Probably the most famous verses in Scripture.
God loves me. Utterly, totally, irrevocably, limitlessly.
It took me a long time to accept that - and I still don’t understand it, and never fully will; let’s face it, if we could understand God he wouldn’t be God. But sometimes I don’t believe it either. Sometimes the evidence of my eyes, my ears, my personal experience tells me that God can’t possibly love me, love this world. If he did there would surely not be so much pain and suffering.
I need to know him better!
So my plan during these weeks of enforced isolation is to start in John’s Gospel, because John tells me more about the person and nature and heart of Jesus than any other Gospel writer. If I want to understand God better I need to know Jesus better - Jesus himself said that “If you really know me you will know my Father as well . . . Anyone who has seen me has seen the Father . . . I am in the Father and . . . the Father is in me”
Amazing claim! Either Jesus was a pathological liar or he is truly one with God. One thing he certainly wasn’t was just another nice guy who went around doing good.
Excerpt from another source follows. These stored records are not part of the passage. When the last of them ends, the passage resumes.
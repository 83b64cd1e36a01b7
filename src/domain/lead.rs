use std::collections::BTreeMap;

use serde::{Deserialize, Serialize};

/// Lead record as persisted by the backend.
#[derive(Clone, Debug, Serialize, Deserialize, PartialEq, Eq, Default)]
pub struct Lead {
    pub id: i32,
    pub name: String,
    pub email: String,
    #[serde(default)]
    pub job_title: Option<String>,
    #[serde(default)]
    pub phone_number: Option<String>,
    #[serde(default)]
    pub company: Option<String>,
    #[serde(default)]
    pub industry: Option<String>,
    #[serde(default)]
    pub headcount: Option<i64>,
}

/// Payload for a lead that has not been persisted yet.
///
/// Absent optional fields are left out of the JSON body so the backend applies
/// its own defaults.
#[derive(Clone, Debug, Serialize, Deserialize, PartialEq, Eq, Default)]
pub struct LeadCreate {
    pub name: String,
    pub email: String,
    #[serde(default, skip_serializing_if = "Option::is_none")]
    pub job_title: Option<String>,
    #[serde(default, skip_serializing_if = "Option::is_none")]
    pub phone_number: Option<String>,
    #[serde(default, skip_serializing_if = "Option::is_none")]
    pub company: Option<String>,
    #[serde(default, skip_serializing_if = "Option::is_none")]
    pub industry: Option<String>,
    #[serde(default, skip_serializing_if = "Option::is_none")]
    pub headcount: Option<i64>,
}

impl LeadCreate {
    #[must_use]
    pub fn new(name: impl Into<String>, email: impl Into<String>) -> Self {
        Self {
            name: name.into(),
            email: email.into(),
            ..Self::default()
        }
    }

    /// Attaches the backend-assigned identifier, producing the persisted shape.
    #[must_use]
    pub fn into_lead(self, id: i32) -> Lead {
        Lead {
            id,
            name: self.name,
            email: self.email,
            job_title: self.job_title,
            phone_number: self.phone_number,
            company: self.company,
            industry: self.industry,
            headcount: self.headcount,
        }
    }
}

/// Aggregated lead statistics reported by the backend.
#[derive(Clone, Debug, Serialize, Deserialize, PartialEq, Eq, Default)]
pub struct LeadSummary {
    pub total_leads: usize,
    #[serde(default)]
    pub by_industry: BTreeMap<String, usize>,
}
No nice guys claim to be God, only crazy ones.
Nice guys who just went around a small part of the Ancient Near East doing good but died aged 33 aren’t any use to me, or to this world in 2020. I need to know that Jesus is alive today and that his compassion for people on the margins of society, his power to heal minds and bodies, his anger over injustice and prejudice, his disdain for pious religiosity, his sorrow over suffering and pain was not confined to a tiny portion of the world 2000 years ago, but that his love for us and his power to change lives and his plan to restore the world he created into a place where there will be no more tears, pain or suffering, is undiminished.
John seems a good place to start, and in particular John Chapter 8.
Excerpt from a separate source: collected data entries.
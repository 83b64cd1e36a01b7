use std::sync::atomic::Ordering;

use actix_web::web;
use leads_frontend::client::errors::ClientError;
use leads_frontend::client::http::HttpLeadClient;
use leads_frontend::client::{LeadListQuery, LeadReader, LeadWriter, OptionsReader};
use leads_frontend::domain::filter::FilterSelection;
use leads_frontend::domain::lead::LeadCreate;
use serde_json::json;

mod common;

use common::{SLOW_JOB_TITLE, StubBackend, TAKEN_EMAIL, spawn_backend};

fn seeded() -> web::Data<StubBackend> {
    web::Data::new(StubBackend::with_leads(vec![
        json!({"id": 1, "name": "Ann", "email": "ann@x.com", "industry": "Tech", "headcount": 12}),
        json!({"id": 2, "name": "Bob", "email": "bob@x.com"}),
    ]))
}

#[actix_web::test]
async fn unfiltered_listing_sends_no_query_string() {
    let backend = seeded();
    let api = HttpLeadClient::new(spawn_backend(backend.clone()));

    let leads = api.list_leads(&LeadListQuery::new()).await.unwrap();

    assert_eq!(leads.len(), 2);
    assert_eq!(leads[0].headcount, Some(12));
    assert_eq!(leads[1].company, None);
    assert_eq!(backend.list_queries(), vec![String::new()]);
}

#[actix_web::test]
async fn filtered_listing_sends_only_selected_parameters() {
    let backend = seeded();
    let api = HttpLeadClient::new(spawn_backend(backend.clone()));

    let filter = FilterSelection::default().industry("Tech");
    api.list_leads(&LeadListQuery::from(&filter)).await.unwrap();
    let filter = filter.headcount("1 - 10");
    api.list_leads(&LeadListQuery::from(&filter)).await.unwrap();

    assert_eq!(
        backend.list_queries(),
        vec![
            "industry=Tech".to_string(),
            "industry=Tech&headcount=1+-+10".to_string(),
        ]
    );
}

#[actix_web::test]
async fn failed_listing_is_a_fetch_error() {
    let backend = seeded();
    backend.fail_listing.store(true, Ordering::SeqCst);
    let api = HttpLeadClient::new(spawn_backend(backend.clone()));

    let err = api.list_leads(&LeadListQuery::new()).await.unwrap_err();

    assert_eq!(err, ClientError::Fetch("Failed to fetch leads".to_string()));
}

#[actix_web::test]
async fn created_lead_is_returned_with_its_id() {
    let backend = seeded();
    let api = HttpLeadClient::new(spawn_backend(backend.clone()));
    let mut lead = LeadCreate::new("Cy", "cy@x.com");
    lead.headcount = Some(0);

    let created = api.create_lead(&lead).await.unwrap();

    assert_eq!(created.id, 3);
    assert_eq!(created.name, "Cy");
    assert_eq!(created.headcount, Some(0));
    assert_eq!(backend.create_calls(), 1);
}

#[actix_web::test]
async fn rejected_creation_carries_backend_detail() {
    let backend = seeded();
    let api = HttpLeadClient::new(spawn_backend(backend.clone()));

    let err = api
        .create_lead(&LeadCreate::new("Cy", TAKEN_EMAIL))
        .await
        .unwrap_err();

    assert_eq!(
        err,
        ClientError::Creation("Lead with this email already exists".to_string())
    );
}

#[actix_web::test]
async fn bulk_creation_keeps_input_order() {
    let backend = seeded();
    let api = HttpLeadClient::new(spawn_backend(backend.clone()));
    let mut slow = LeadCreate::new("Slow", "slow@x.com");
    slow.job_title = Some(SLOW_JOB_TITLE.to_string());
    let fast = LeadCreate::new("Fast", "fast@x.com");

    let created = api.create_leads(&[slow, fast]).await.unwrap();

    let names = created.iter().map(|l| l.name.as_str()).collect::<Vec<_>>();
    assert_eq!(names, vec!["Slow", "Fast"]);
    assert_eq!(backend.create_calls(), 2);
}

#[actix_web::test]
async fn bulk_creation_fails_when_any_lead_is_rejected() {
    let backend = seeded();
    let api = HttpLeadClient::new(spawn_backend(backend.clone()));

    let result = api
        .create_leads(&[
            LeadCreate::new("Cy", "cy@x.com"),
            LeadCreate::new("Dee", TAKEN_EMAIL),
        ])
        .await;

    assert!(matches!(result, Err(ClientError::Creation(_))));
}

#[actix_web::test]
async fn options_and_summary_are_read() {
    let backend = seeded();
    let api = HttpLeadClient::new(spawn_backend(backend.clone()));

    assert_eq!(
        api.list_industry_options().await.unwrap(),
        vec!["Tech", "Retail"]
    );
    assert_eq!(
        api.list_headcount_options().await.unwrap(),
        vec!["1 - 10", "11 - 50"]
    );
    assert_eq!(api.leads_summary().await.unwrap().total_leads, 2);
}

#[actix_web::test]
async fn missing_lead_is_none() {
    let backend = seeded();
    let api = HttpLeadClient::new(spawn_backend(backend.clone()));

    assert_eq!(api.get_lead(2).await.unwrap().unwrap().name, "Bob");
    assert_eq!(api.get_lead(42).await.unwrap(), None);
}

#[actix_web::test]
async fn unreachable_backend_is_a_transport_error() {
    let api = HttpLeadClient::new("http://127.0.0.1:1");

    let err = api.list_leads(&LeadListQuery::new()).await.unwrap_err();

    assert!(matches!(err, ClientError::Transport(_)));
}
Jesus is once again challenging the religious establishment who think that because they are descendants of Abraham they have the monopoly on truth. Jesus explains to them the difference between religion and faith. He has not come to teach religion, with all its narrow life-draining restrictions, he has come to offer the free gift of new life.
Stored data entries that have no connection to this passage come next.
use std::env;

use config::Config;
use dotenvy::dotenv;

use leads_frontend::models::config::ServerConfig;

#[actix_web::main]
async fn main() -> std::io::Result<()> {
    dotenv().ok(); // Load .env file
    env_logger::init_from_env(env_logger::Env::default().default_filter_or("info"));

    // Select config profile (defaults to `local`).
    let app_env = env::var("APP_ENV").unwrap_or_else(|_| "local".into());

    let settings = Config::builder()
        // Add `./config/default.yaml`
        .add_source(config::File::with_name("config/default"))
        // Add environment-specific overrides
        .add_source(config::File::with_name(&format!("config/{app_env}")).required(false))
        // Add settings from the environment (with a prefix of APP)
        .add_source(config::Environment::with_prefix("APP"))
        .build();

    let settings = match settings {
        Ok(settings) => settings,
        Err(err) => {
            log::error!("Error loading settings: {err}");
            std::process::exit(1);
        }
    };

    let server_config = match settings.try_deserialize::<ServerConfig>() {
        Ok(server_config) => server_config,
        Err(err) => {
            log::error!("Error loading server config: {err}");
            std::process::exit(1);
        }
    };

    log::info!(
        "Starting lead front end on {}:{}",
        server_config.address,
        server_config.port
    );

    leads_frontend::run(server_config).await
}
//! DTOs shaped for the lead entry and detail templates.

use serde::Serialize;

use crate::dto::main::LeadRow;
use crate::forms::lead::{LeadDraft, LeadFormErrors};
use crate::services::lead_form::{FormState, LeadFormController};

/// Data required to render the add-lead form.
#[derive(Debug, Serialize)]
pub struct AddLeadPageData {
    pub form: LeadDraft,
    pub errors: LeadFormErrors,
    pub state: FormState,
    pub industry_options: Vec<String>,
    pub industry_disabled: bool,
    /// Posted back with the form; a second post of the same id creates nothing.
    pub submission_id: String,
}

impl AddLeadPageData {
    pub fn new(controller: &LeadFormController, submission_id: impl Into<String>) -> Self {
        Self {
            form: controller.draft().clone(),
            errors: controller.errors().clone(),
            state: controller.state(),
            industry_options: controller.industry_options().to_vec(),
            industry_disabled: controller.industry_selector_disabled(),
            submission_id: submission_id.into(),
        }
    }
}

/// Data required to render a single lead.
#[derive(Debug, Serialize)]
pub struct LeadPageData {
    pub lead: LeadRow,
}
//! Domain entities exchanged with the lead backend.

pub mod filter;
pub mod lead;
//! DTO modules that bridge services with templates.

pub mod lead;
pub mod main;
And they’re furious - ‘who do you think you are?’
Jesus’ reply is to talk of his relationship with his father -
and then he effectively closes the conversation by dropping a large rock into the pool.
He says “very truly I tell you, before Abraham was born, I am!”
At which point they pick up actual rocks to stone him to death as a blasphemer.
Because they know exactly what he means.
He didn’t say “before Abraham was born, I was”. He said “I AM”
They knew what Jesus was saying because they knew their Scriptures. These were religious men! Jesus is identifying himself with God.
When Moses met God in burning bush God says ‘I am who I am” (Ex.3:14)
Literally, He is saying I am uncaused, I am self-existence - I am simply because I am - there never was a time when I was not and there will never be a time when I will not exist. I AM existence, I have no beginning and I will have no end. In me all things that exist have their being - and Jesus is saying ‘that’s me!’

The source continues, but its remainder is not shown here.